Records from a data source
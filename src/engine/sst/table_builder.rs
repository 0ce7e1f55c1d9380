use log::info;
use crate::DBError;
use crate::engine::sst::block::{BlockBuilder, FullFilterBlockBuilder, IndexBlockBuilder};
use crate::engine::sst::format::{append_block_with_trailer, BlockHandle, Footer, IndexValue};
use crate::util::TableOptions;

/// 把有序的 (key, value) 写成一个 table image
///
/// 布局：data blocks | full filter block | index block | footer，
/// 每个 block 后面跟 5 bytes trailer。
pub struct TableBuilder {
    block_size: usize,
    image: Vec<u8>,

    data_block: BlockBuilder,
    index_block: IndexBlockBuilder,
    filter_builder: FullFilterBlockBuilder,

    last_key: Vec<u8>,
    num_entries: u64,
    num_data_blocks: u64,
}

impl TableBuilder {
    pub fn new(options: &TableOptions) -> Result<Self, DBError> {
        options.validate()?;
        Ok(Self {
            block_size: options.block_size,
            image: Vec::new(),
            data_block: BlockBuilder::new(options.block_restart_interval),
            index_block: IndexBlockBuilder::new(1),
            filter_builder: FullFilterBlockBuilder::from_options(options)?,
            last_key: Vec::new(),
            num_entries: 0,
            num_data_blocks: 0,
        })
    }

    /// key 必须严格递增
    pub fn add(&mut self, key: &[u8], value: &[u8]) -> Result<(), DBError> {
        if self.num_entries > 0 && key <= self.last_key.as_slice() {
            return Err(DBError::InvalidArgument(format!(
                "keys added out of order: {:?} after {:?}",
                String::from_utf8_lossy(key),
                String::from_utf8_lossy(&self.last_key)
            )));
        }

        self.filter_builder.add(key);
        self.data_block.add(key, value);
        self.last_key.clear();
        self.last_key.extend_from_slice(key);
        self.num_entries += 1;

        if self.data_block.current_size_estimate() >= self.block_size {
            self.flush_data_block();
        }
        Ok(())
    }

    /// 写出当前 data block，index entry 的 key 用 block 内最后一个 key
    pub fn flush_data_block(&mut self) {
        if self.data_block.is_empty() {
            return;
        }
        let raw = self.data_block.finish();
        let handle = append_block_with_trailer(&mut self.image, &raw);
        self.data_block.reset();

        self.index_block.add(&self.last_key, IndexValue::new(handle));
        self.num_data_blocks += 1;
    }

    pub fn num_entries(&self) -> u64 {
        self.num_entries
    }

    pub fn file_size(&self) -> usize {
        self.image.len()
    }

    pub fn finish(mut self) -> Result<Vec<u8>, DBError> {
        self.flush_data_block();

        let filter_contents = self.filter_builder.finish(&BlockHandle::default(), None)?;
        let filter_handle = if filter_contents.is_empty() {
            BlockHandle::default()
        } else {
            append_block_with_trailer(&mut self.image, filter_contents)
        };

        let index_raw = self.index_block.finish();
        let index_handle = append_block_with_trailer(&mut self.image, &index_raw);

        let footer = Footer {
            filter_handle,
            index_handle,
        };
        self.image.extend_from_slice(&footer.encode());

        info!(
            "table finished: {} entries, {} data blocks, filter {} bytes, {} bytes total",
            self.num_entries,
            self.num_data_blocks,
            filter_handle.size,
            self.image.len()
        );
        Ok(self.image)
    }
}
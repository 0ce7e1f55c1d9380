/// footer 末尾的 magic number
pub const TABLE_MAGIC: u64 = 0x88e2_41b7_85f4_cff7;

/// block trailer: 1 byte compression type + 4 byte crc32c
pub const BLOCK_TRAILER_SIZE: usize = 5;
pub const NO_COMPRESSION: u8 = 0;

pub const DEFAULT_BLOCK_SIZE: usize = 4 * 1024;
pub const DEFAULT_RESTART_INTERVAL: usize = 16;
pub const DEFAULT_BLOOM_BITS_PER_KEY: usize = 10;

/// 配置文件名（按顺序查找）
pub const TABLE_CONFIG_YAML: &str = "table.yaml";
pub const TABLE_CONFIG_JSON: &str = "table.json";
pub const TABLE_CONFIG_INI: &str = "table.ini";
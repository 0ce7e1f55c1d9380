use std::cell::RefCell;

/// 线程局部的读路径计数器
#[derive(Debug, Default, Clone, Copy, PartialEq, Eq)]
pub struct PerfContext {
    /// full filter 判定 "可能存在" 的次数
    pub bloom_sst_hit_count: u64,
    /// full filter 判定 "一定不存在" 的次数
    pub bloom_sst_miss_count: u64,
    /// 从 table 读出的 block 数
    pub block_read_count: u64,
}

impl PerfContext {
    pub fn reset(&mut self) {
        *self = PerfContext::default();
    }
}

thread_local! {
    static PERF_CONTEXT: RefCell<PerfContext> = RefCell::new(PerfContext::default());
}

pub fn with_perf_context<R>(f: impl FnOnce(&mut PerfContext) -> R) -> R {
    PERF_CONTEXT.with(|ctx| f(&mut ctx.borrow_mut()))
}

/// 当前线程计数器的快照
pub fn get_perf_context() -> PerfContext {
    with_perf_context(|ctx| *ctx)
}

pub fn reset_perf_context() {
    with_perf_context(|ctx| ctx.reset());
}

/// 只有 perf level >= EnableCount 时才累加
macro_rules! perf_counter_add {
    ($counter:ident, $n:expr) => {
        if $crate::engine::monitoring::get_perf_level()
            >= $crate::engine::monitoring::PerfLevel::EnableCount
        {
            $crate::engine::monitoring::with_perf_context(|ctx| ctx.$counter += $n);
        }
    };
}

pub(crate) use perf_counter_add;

Requirement: Please transcribe the records above in full, keeping every word.

Expected answer:
filename src/engine/sst/table_builder.rs
repository 0ce7e1f55c1d9380
use log::info;
use crate::DBError;
use crate::engine::sst::block::{BlockBuilder, FullFilterBlockBuilder, IndexBlockBuilder};
use crate::engine::sst::format::{append_block_with_trailer, BlockHandle, Footer, IndexValue};
use crate::util::TableOptions;

/// 把有序的 (key, value) 写成一个 table image
///
/// 布局：data blocks | full filter block | index block | footer，
/// 每个 block 后面跟 5 bytes trailer。
pub struct TableBuilder {
    block_size: usize,
    image: Vec<u8>,

    data_block: BlockBuilder,
    index_block: IndexBlockBuilder,
    filter_builder: FullFilterBlockBuilder,

    last_key: Vec<u8>,
    num_entries: u64,
    num_data_blocks: u64,
}

impl TableBuilder {
    pub fn new(options: &TableOptions) -> Result<Self, DBError> {
        options.validate()?;
        Ok(Self {
            block_size: options.block_size,
            image: Vec::new(),
            data_block: BlockBuilder::new(options.block_restart_interval),
            index_block: IndexBlockBuilder::new(1),
            filter_builder: FullFilterBlockBuilder::from_options(options)?,
            last_key: Vec::new(),
            num_entries: 0,
            num_data_blocks: 0,
        })
    }

    /// key 必须严格递增
    pub fn add(&mut self, key: &[u8], value: &[u8]) -> Result<(), DBError> {
        if self.num_entries > 0 && key <= self.last_key.as_slice() {
            return Err(DBError::InvalidArgument(format!(
                "keys added out of order: {:?} after {:?}",
                String::from_utf8_lossy(key),
                String::from_utf8_lossy(&self.last_key)
            )));
        }

        self.filter_builder.add(key);
        self.data_block.add(key, value);
        self.last_key.clear();
        self.last_key.extend_from_slice(key);
        self.num_entries += 1;

        if self.data_block.current_size_estimate() >= self.block_size {
            self.flush_data_block();
        }
        Ok(())
    }

    /// 写出当前 data block，index entry 的 key 用 block 内最后一个 key
    pub fn flush_data_block(&mut self) {
        if self.data_block.is_empty() {
            return;
        }
        let raw = self.data_block.finish();
        let handle = append_block_with_trailer(&mut self.image, &raw);
        self.data_block.reset();

        self.index_block.add(&self.last_key, IndexValue::new(handle));
        self.num_data_blocks += 1;
    }

    pub fn num_entries(&self) -> u64 {
        self.num_entries
    }

    pub fn file_size(&self) -> usize {
        self.image.len()
    }

    pub fn finish(mut self) -> Result<Vec<u8>, DBError> {
        self.flush_data_block();

        let filter_contents = self.filter_builder.finish(&BlockHandle::default(), None)?;
        let filter_handle = if filter_contents.is_empty() {
            BlockHandle::default()
        } else {
            append_block_with_trailer(&mut self.image, filter_contents)
        };

        let index_raw = self.index_block.finish();
        let index_handle = append_block_with_trailer(&mut self.image, &index_raw);

        let footer = Footer {
            filter_handle,
            index_handle,
        };
        self.image.extend_from_slice(&footer.encode());

        info!(
            "table finished: {} entries, {} data blocks, filter {} bytes, {} bytes total",
            self.num_entries,
            self.num_data_blocks,
            filter_handle.size,
            self.image.len()
        );
        Ok(self.image)
    }
}
repository 0ce7e1f55c1d9380
/// footer 末尾的 magic number
pub const TABLE_MAGIC: u64 = 0x88e2_41b7_85f4_cff7;

/// block trailer: 1 byte compression type + 4 byte crc32c
pub const BLOCK_TRAILER_SIZE: usize = 5;
pub const NO_COMPRESSION: u8 = 0;

pub const DEFAULT_BLOCK_SIZE: usize = 4 * 1024;
pub const DEFAULT_RESTART_INTERVAL: usize = 16;
pub const DEFAULT_BLOOM_BITS_PER_KEY: usize = 10;

/// 配置文件名（按顺序查找）
pub const TABLE_CONFIG_YAML: &str = "table.yaml";
pub const TABLE_CONFIG_JSON: &str = "table.json";
pub const TABLE_CONFIG_INI: &str = "table.ini";
repository 0ce7e1f55c1d9380
use std::cell::RefCell;

/// 线程局部的读路径计数器
#[derive(Debug, Default, Clone, Copy, PartialEq, Eq)]
pub struct PerfContext {
    /// full filter 判定 "可能存在" 的次数
    pub bloom_sst_hit_count: u64,
    /// full filter 判定 "一定不存在" 的次数
    pub bloom_sst_miss_count: u64,
    /// 从 table 读出的 block 数
    pub block_read_count: u64,
}

impl PerfContext {
    pub fn reset(&mut self) {
        *self = PerfContext::default();
    }
}

thread_local! {
    static PERF_CONTEXT: RefCell<PerfContext> = RefCell::new(PerfContext::default());
}

pub fn with_perf_context<R>(f: impl FnOnce(&mut PerfContext) -> R) -> R {
    PERF_CONTEXT.with(|ctx| f(&mut ctx.borrow_mut()))
}

/// 当前线程计数器的快照
pub fn get_perf_context() -> PerfContext {
    with_perf_context(|ctx| *ctx)
}

pub fn reset_perf_context() {
    with_perf_context(|ctx| ctx.reset());
}

/// 只有 perf level >= EnableCount 时才累加
macro_rules! perf_counter_add {
    ($counter:ident, $n:expr) => {
        if $crate::engine::monitoring::get_perf_level()
            >= $crate::engine::monitoring::PerfLevel::EnableCount
        {
            $crate::engine::monitoring::with_perf_context(|ctx| ctx.$counter += $n);
        }
    };
}

pub(crate) use perf_counter_add;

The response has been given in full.